7La philosophie pratique de la littérature ne saurait aboutir à quelque dogmatisme : comme pour Kundera, il ne s’agit pas pour M. Dion de voir dans l’œuvre littéraire une forme de catéchisme, et l’éthique dont il résume les contours en présentant ces auteurs relève autant, sinon plus, du questionnement métaphysique que du précepte moraliste. Comme il le souligne en introduction, en effet, « la lecture d’œuvres littéraires est donc à la fois un questionnement philosophique, la confrontation avec des dilemmes éthiques et la nécessité de redéfinir le bien et le mal, tout autant qu’un appel à approfondir une vision métaphysique de la réalité » (Dion, p. 13 ; je souligne). Il ne se contente pas, du reste, de résumer ces vues. Car c’est bien en tant que philosophe qu’il tient la plume : M. Dion s’engage, lui aussi, pour rendre compte de la légitimité des perspectives en question, dans des affirmations qui trahissent sa propre vision du monde. Ainsi, lorsqu’il écrit que « sur le plan psychologique, la confiance en soi est probablement le problème fondamental de l’être humain » (Dion, p. 32), on reconnaît le théoricien intéressé par la philosophie du management. Ou, un peu plus loin, le lecteur de Heidegger, Camus et Sartre :
C’est dans la nature de l’homme de ne pas savoir qui il est.
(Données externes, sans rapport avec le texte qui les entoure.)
#[cfg(test)]
mod tests {
    use super::*;
    use crate::core::lifecycle::{self, NewJob};
    use crate::core::notify::MemorySink;
    use crate::core::roster::{QualityRoster, Role, RosterMember};
    use crate::entities::job::Job;

    fn roster() -> QualityRoster {
        let mut roster = QualityRoster::default();
        roster.add_member(RosterMember {
            name: "Jane Smith".to_string(),
            username: "jsmith".to_string(),
            email: None,
            roles: vec![Role::QualityManager],
            active: true,
        });
        roster.add_member(RosterMember {
            name: "Admin".to_string(),
            username: "admin".to_string(),
            email: None,
            roles: vec![Role::Admin],
            active: true,
        });
        roster
    }

    fn setup() -> (QualityStore, Job) {
        let mut store = QualityStore::open_in_memory().unwrap();
        let job = lifecycle::create_job(
            &mut store,
            NewJob {
                po_number: "PO-2025-117".to_string(),
                part_number: "X-100".to_string(),
                part_revision: Some("B".to_string()),
                quantity: 25,
                ..Default::default()
            },
            "tester",
        )
        .unwrap();
        (store, job)
    }

    fn pending_material(store: &mut QualityStore, job: &Job) -> MaterialControl {
        create_material_control(
            store,
            &job.id,
            NewMaterialControl {
                material_type: "6082-T6 bar stock".to_string(),
                supplier: Some("Acme Metals".to_string()),
                ..Default::default()
            },
            "tester",
        )
        .unwrap()
    }

    #[test]
    fn test_internal_report_notifies_quality_users() {
        let (mut store, job) = setup();
        let mut sink = MemorySink::default();

        let (er, outcome) = report_internal(
            &mut store,
            &mut sink,
            &roster(),
            &job.id,
            Severity::Major,
            "bore out of tolerance",
            Some(3),
            "inspector1",
        )
        .unwrap();

        assert_eq!(er.error_type, ErrorType::Internal);
        assert_eq!(er.status, ErrorStatus::Open);
        assert_eq!(er.workflow_stage, WorkflowStage::PoReceipt);
        assert_eq!(er.affected_quantity, Some(3));

        assert_eq!(outcome.delivered, 2);
        assert_eq!(sink.sent.len(), 2);
        assert!(sink.sent[0].title.contains("X-100"));
        assert_eq!(sink.sent[0].entity_id.as_deref(), Some(&*er.id.to_string()));
    }

    #[test]
    fn test_internal_report_requires_description() {
        let (mut store, job) = setup();
        let mut sink = MemorySink::default();
        let err = report_internal(
            &mut store,
            &mut sink,
            &roster(),
            &job.id,
            Severity::Minor,
            "  ",
            None,
            "i",
        )
        .unwrap_err();
        assert!(matches!(err, EngineError::Validation(_)));
        assert!(sink.sent.is_empty());
    }

    #[test]
    fn test_supplier_report_flips_pending_material_to_rejected() {
        let (mut store, job) = setup();
        let mc = pending_material(&mut store, &job);
        let mut sink = MemorySink::default();

        let (er, _) = report_supplier(
            &mut store,
            &mut sink,
            &roster(),
            &SupplierOrigin::Material(mc.id.clone()),
            Severity::Critical,
            "wrong alloy delivered",
            None,
            "inspector1",
        )
        .unwrap();

        assert_eq!(er.error_type, ErrorType::MaterialSupplier);
        assert_eq!(er.supplier.as_deref(), Some("Acme Metals"));
        assert_eq!(er.material_control_id, Some(mc.id.clone()));
        assert_eq!(er.workflow_stage, WorkflowStage::MaterialControl);

        let mc = store::find_material_control(store.conn(), &mc.id)
            .unwrap()
            .unwrap();
        assert_eq!(mc.status, MaterialStatus::Rejected);
    }

    #[test]
    fn test_supplier_report_idempotent_on_rejected_origin() {
        let (mut store, job) = setup();
        let mc = pending_material(&mut store, &job);
        let mut sink = MemorySink::default();

        set_material_status(
            &mut store,
            &mut sink,
            &roster(),
            &mc.id,
            MaterialStatus::Rejected,
            "inspector1",
        )
        .unwrap();

        report_supplier(
            &mut store,
            &mut sink,
            &roster(),
            &SupplierOrigin::Material(mc.id.clone()),
            Severity::Major,
            "still the wrong alloy",
            None,
            "inspector1",
        )
        .unwrap();

        let mc = store::find_material_control(store.conn(), &mc.id)
            .unwrap()
            .unwrap();
        assert_eq!(mc.status, MaterialStatus::Rejected);
    }

    #[test]
    fn test_supplier_report_against_external_process() {
        let (mut store, job) = setup();
        let ep = create_external_process(
            &mut store,
            &job.id,
            NewExternalProcess {
                process_type: "anodizing".to_string(),
                supplier: Some("SurfaceCo".to_string()),
                ..Default::default()
            },
            "tester",
        )
        .unwrap();
        let mut sink = MemorySink::default();

        let (er, outcome) = report_supplier(
            &mut store,
            &mut sink,
            &roster(),
            &SupplierOrigin::External(ep.id.clone()),
            Severity::Major,
            "coating thickness out of spec",
            Some(10),
            "inspector1",
        )
        .unwrap();

        assert_eq!(er.error_type, ErrorType::ExternalSupplier);
        assert_eq!(er.supplier.as_deref(), Some("SurfaceCo"));
        assert_eq!(er.external_process_id, Some(ep.id.clone()));
        assert_eq!(outcome.delivered, 2);

        let ep = store::find_external_process(store.conn(), &ep.id)
            .unwrap()
            .unwrap();
        assert_eq!(ep.status, ExternalStatus::Rejected);
    }

    #[test]
    fn test_notification_failure_does_not_fail_report() {
        let (mut store, job) = setup();
        let mut sink = MemorySink {
            fail_all: true,
            ..Default::default()
        };

        let (er, outcome) = report_internal(
            &mut store,
            &mut sink,
            &roster(),
            &job.id,
            Severity::Minor,
            "scratch on face",
            None,
            "i",
        )
        .unwrap();

        // Report committed even though every delivery failed
        assert_eq!(outcome.delivered, 0);
        assert_eq!(outcome.failed, 2);
        assert!(store::find_error_report(store.conn(), &er.id)
            .unwrap()
            .is_some());
    }

    #[test]
    fn test_material_rejection_notifies() {
        let (mut store, job) = setup();
        let mc = pending_material(&mut store, &job);
        let mut sink = MemorySink::default();

        let (mc, outcome) = set_material_status(
            &mut store,
            &mut sink,
            &roster(),
            &mc.id,
            MaterialStatus::Rejected,
            "inspector1",
        )
        .unwrap();
        assert_eq!(mc.status, MaterialStatus::Rejected);
        assert_eq!(outcome.unwrap().delivered, 2);
        assert!(sink.sent[0].title.starts_with("Material Rejected"));
    }

    #[test]
    fn test_material_approval_is_silent() {
        let (mut store, job) = setup();
        let mc = pending_material(&mut store, &job);
        let mut sink = MemorySink::default();

        let (mc, outcome) = set_material_status(
            &mut store,
            &mut sink,
            &roster(),
            &mc.id,
            MaterialStatus::Approved,
            "inspector1",
        )
        .unwrap();
        assert_eq!(mc.status, MaterialStatus::Approved);
        assert!(outcome.is_none());
        assert!(sink.sent.is_empty());
    }

    #[test]
    fn test_external_inspect_rejected_notifies() {
        let (mut store, job) = setup();
        let ep = create_external_process(
            &mut store,
            &job.id,
            NewExternalProcess {
                process_type: "heat treatment".to_string(),
                ..Default::default()
            },
            "t",
        )
        .unwrap();
        receive_external(
            &mut store,
            &ep.id,
            NaiveDate::from_ymd_opt(2025, 3, 14).unwrap(),
            Some(25),
            "t",
        )
        .unwrap();
        let mut sink = MemorySink::default();

        let (ep, outcome) = inspect_external(
            &mut store,
            &mut sink,
            &roster(),
            &ep.id,
            ExternalStatus::Rejected,
            "inspector1",
            Some("hardness below spec"),
        )
        .unwrap();
        assert_eq!(ep.status, ExternalStatus::Rejected);
        assert_eq!(ep.inspected_by.as_deref(), Some("inspector1"));
        assert_eq!(outcome.unwrap().delivered, 2);
        assert!(sink.sent[0].title.starts_with("External Process Rejected"));
    }

    #[test]
    fn test_external_inspect_rejects_non_verdict_status() {
        let (mut store, job) = setup();
        let ep = create_external_process(
            &mut store,
            &job.id,
            NewExternalProcess {
                process_type: "plating".to_string(),
                ..Default::default()
            },
            "t",
        )
        .unwrap();
        let mut sink = MemorySink::default();

        let err = inspect_external(
            &mut store,
            &mut sink,
            &roster(),
            &ep.id,
            ExternalStatus::Sent,
            "i",
            None,
        )
        .unwrap_err();
        assert!(matches!(err, EngineError::Validation(_)));
    }

    #[test]
    fn test_resolve_and_close_stamp_dates() {
        let (mut store, job) = setup();
        let mut sink = MemorySink::default();
        let (er, _) = report_internal(
            &mut store,
            &mut sink,
            &roster(),
            &job.id,
            Severity::Minor,
            "burr on edge",
            None,
            "i",
        )
        .unwrap();

        let er = set_error_status(&mut store, &er.id, ErrorStatus::Resolved, "qm").unwrap();
        assert!(er.resolved_date.is_some());
        assert!(er.closed_date.is_none());

        // Closing without disposition/root cause is permitted
        let er = set_error_status(&mut store, &er.id, ErrorStatus::Closed, "qm").unwrap();
        assert!(er.disposition.is_none());
        assert!(er.root_cause.is_none());
        assert_eq!(er.status, ErrorStatus::Closed);
        assert!(er.closed_date.is_some());
    }

    #[test]
    fn test_reopen_clears_both_dates() {
        let (mut store, job) = setup();
        let mut sink = MemorySink::default();
        let (er, _) = report_internal(
            &mut store,
            &mut sink,
            &roster(),
            &job.id,
            Severity::Minor,
            "burr on edge",
            None,
            "i",
        )
        .unwrap();

        set_error_status(&mut store, &er.id, ErrorStatus::Resolved, "qm").unwrap();
        set_error_status(&mut store, &er.id, ErrorStatus::Closed, "qm").unwrap();
        let er = set_error_status(&mut store, &er.id, ErrorStatus::Open, "qm").unwrap();

        assert_eq!(er.status, ErrorStatus::Open);
        assert!(er.resolved_date.is_none());
        assert!(er.closed_date.is_none());
    }

    #[test]
    fn test_illegal_transition_rejected() {
        let (mut store, job) = setup();
        let mut sink = MemorySink::default();
        let (er, _) = report_internal(
            &mut store,
            &mut sink,
            &roster(),
            &job.id,
            Severity::Minor,
            "burr on edge",
            None,
            "i",
        )
        .unwrap();

        let err = set_error_status(&mut store, &er.id, ErrorStatus::Closed, "qm").unwrap_err();
        assert!(matches!(err, EngineError::InvalidErrorTransition { .. }));
    }

    #[test]
    fn test_update_fields_merges() {
        let (mut store, job) = setup();
        let mut sink = MemorySink::default();
        let (er, _) = report_internal(
            &mut store,
            &mut sink,
            &roster(),
            &job.id,
            Severity::Major,
            "bore oversize",
            None,
            "i",
        )
        .unwrap();

        let er = update_error_fields(
            &mut store,
            &er.id,
            Some("rework"),
            None,
            None,
            Some("jsmith"),
            "qm",
        )
        .unwrap();
        assert_eq!(er.disposition.as_deref(), Some("rework"));
        assert_eq!(er.assigned_to.as_deref(), Some("jsmith"));

        // A later partial update leaves earlier fields alone
        let er = update_error_fields(
            &mut store,
            &er.id,
            None,
            Some("tool wear"),
            None,
            None,
            "qm",
        )
        .unwrap();
        assert_eq!(er.disposition.as_deref(), Some("rework"));
        assert_eq!(er.root_cause.as_deref(), Some("tool wear"));
    }
}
Il est l’être en quête de vérité, mais qui sait que cette quête est vaine puisque la vérité lui glissera toujours entre les doigts. Il cherche un sens aux choses, aux êtres, aux événements – fondamentalement, à son existence, au fait d’exister. Mais le cherchant, il sait qu’il ne pourra atteindre qu’un sens pour soi. […] Il sait que cette quête est vaine, car il ne pourra trouver aucun sens transcendant qui ne soit la réplique de ses besoins, désirs et intérêts éminemment personnels. L’être humain cherche quelque chose qu’il sait ne pouvoir jamais trouver. (Dion, p. 33)
8L’être humain le « sait-il » vraiment ? C’est bien une thèse philosophique que d’affirmer que cela. C’est donc sur fond de sa propre philosophie existentialiste (qui joue un peu le rôle de liant) que Michel Dion analyse les positions de chacun des cinq auteurs et qu’il les fait dialoguer. Conformément à l’idée que la littérature exprime une vision du monde, il attribue alors aux cinq écrivains germanophones les éléments éthiques qu’il perçoit dans leurs œuvres, sans s’arrêter à la différence entre formes ou genres : « Nous apprenons de nous-mêmes autant que nous apprenons des autres, disait Goethe [il fait référence à Voyage en Italie]. Je ne cuisine pas mon moi uniquement par moi-même ; les autres s’en chargent tout autant pour moi, soulignait Musil [il fait référence à L’Homme sans qualités]. » (Dion, p. 43‑44)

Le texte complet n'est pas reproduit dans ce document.